Heavenly Sex

(First published January 17, 2002)

   It started innocently enough when someone at a drop-in filled a lull with a comment about how stupid it was for some Islamic males to believe if they destroyed themselves in a Holy Jihad they would spend eternity in the arms of numerous Vestal virgins.  There was a babble of agreement until somebody asked if they were actual Vestal virgins or just run-of-the-mill virgins.  A tall fellow, somewhat wobbly from strong beverage, said he thought pining for virgins was ridiculous.  He, himself, would prefer women who knew what it was "all about."

   When the conversational lull reappeared I muttered something to the effect that the virgins those young males pined for were not the Vestal variety because the Vestals were a half-dozen  flesh-and-blood Italian beauties whose job it was to remain unsullied and beautiful and keep a fire burning in a temple. The tipsy tall fellow said he didn't think sex would be permitted in heaven anyway, so the whole business of blowing oneself to smithereens in the hope of gamboling with virgins was pointless.  

   There were a couple of jokes about whether or not Viagra was readily available in heaven and a dispute erupted about whether the paradise of  jihad enthusiasts was the same thing as the Christian heaven, but since no one had any reliable knowledge of the subject I drifted to another group which was trying to decide what should be done with Saddam Hussein.  The consensus was his life should be brought to a violent end.

   For some reason the comment by the wobbly tall fellow came back to me later that evening.  How does one go about determining if sex is permitted in heaven?  I could not remember ever having heard a sermon that touched on the subject.  There were plenty of assurances that heaven was an extremely pleasant place and one would spend a blissful eternity in it, but no cleric said earthly pleasures of the flesh would continue in an after-life.  Come to think of it, what would be the point?  

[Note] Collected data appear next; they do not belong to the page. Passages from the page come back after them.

// Copyright (C) 2026 Fred Clausen
// Use of this source code is governed by an MIT-style
// license that can be found in the LICENSE file or at
// https://opensource.org/licenses/MIT.

use crate::{Customer, DomainError, Fare};

#[test]
fn test_fare_parses_dinar_amounts() {
    assert_eq!(Fare::parse("4").unwrap(), Fare::from_millimes(4000));
    assert_eq!(Fare::parse("4.5").unwrap(), Fare::from_millimes(4500));
    assert_eq!(Fare::parse(" 4.750 ").unwrap(), Fare::from_millimes(4750));
    assert_eq!(Fare::parse("0.050").unwrap(), Fare::from_millimes(50));
}

#[test]
fn test_fare_rejects_malformed_amounts() {
    for value in ["", "-4", "4.", ".5", "4.5000", "four", "4,5"] {
        assert_eq!(
            Fare::parse(value),
            Err(DomainError::InvalidFare(value.to_string())),
            "{value:?} should be rejected"
        );
    }
}

#[test]
fn test_fare_for_seats_multiplies() {
    let fare: Fare = Fare::parse("4.750").unwrap();
    assert_eq!(fare.for_seats(3).unwrap(), Fare::from_millimes(14_250));
    assert_eq!(fare.for_seats(3).unwrap().to_string(), "14.250");
    assert_eq!(Fare::ZERO.for_seats(8).unwrap(), Fare::ZERO);
}

#[test]
fn test_fare_for_seats_rejects_overflow() {
    let fare: Fare = Fare::from_millimes(u64::MAX);
    assert!(matches!(fare.for_seats(2), Err(DomainError::InvalidFare(_))));
}

#[test]
fn test_fare_display_pads_millimes() {
    assert_eq!(Fare::from_millimes(5).to_string(), "0.005");
    assert_eq!(Fare::from_millimes(12_000).to_string(), "12.000");
}

#[test]
fn test_customer_trims_and_drops_empty_phone() {
    let customer: Customer = Customer::new("  Salma Trabelsi ", Some("  ")).unwrap();
    assert_eq!(customer.name(), "Salma Trabelsi");
    assert_eq!(customer.phone(), None);

    let customer: Customer = Customer::new("Salma", Some("+216 98 123 456")).unwrap();
    assert_eq!(customer.phone(), Some("+216 98 123 456"));
}

#[test]
fn test_customer_rejects_empty_name() {
    assert!(matches!(
        Customer::new(" ", None),
        Err(DomainError::InvalidCustomer(_))
    ));
}

#[test]
fn test_customer_rejects_malformed_phone() {
    for phone in ["1234", "98-123-456", "phone"] {
        assert!(
            matches!(
                Customer::new("Salma", Some(phone)),
                Err(DomainError::InvalidCustomer(_))
            ),
            "{phone:?} should be rejected"
        );
    }
}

   I consulted several of the host of the experts on the Internet.  Without attribution to his source of information, one expert said "Of course you won't have to eat, but you can if you want to! You won't have to lie down and rest, but you can if you want to!  You won't have to have sex anymore, but you can if you want to!  You won't have to walk around any more, but you can if you want to!  And you'll even be able to do a lot of other things that you can't do now.  You'll be able to fly, appear, disappear, walk through walls, all kinds of things!  Wonderful!"   I chalked the report up to excessive wishful thinking.  

   Several experts have scoured the Bible for clues but there appears to be no clear-cut promise of sexual activity being permitted in heaven.  This may account for people generally clinging so fiercely to life in the flesh.  They know what kind of a deal they're getting on earth but they harbor strong suspicions about what they're in for  up yonder when their name is added to the heavenly roll.  Except, of course,  those young conscripts to the jihad who apparently believe the myth of the heavenly virgins.  

   Whoever sells them that bill of goods could get a good job on Madison Avenue.  They could sell anything!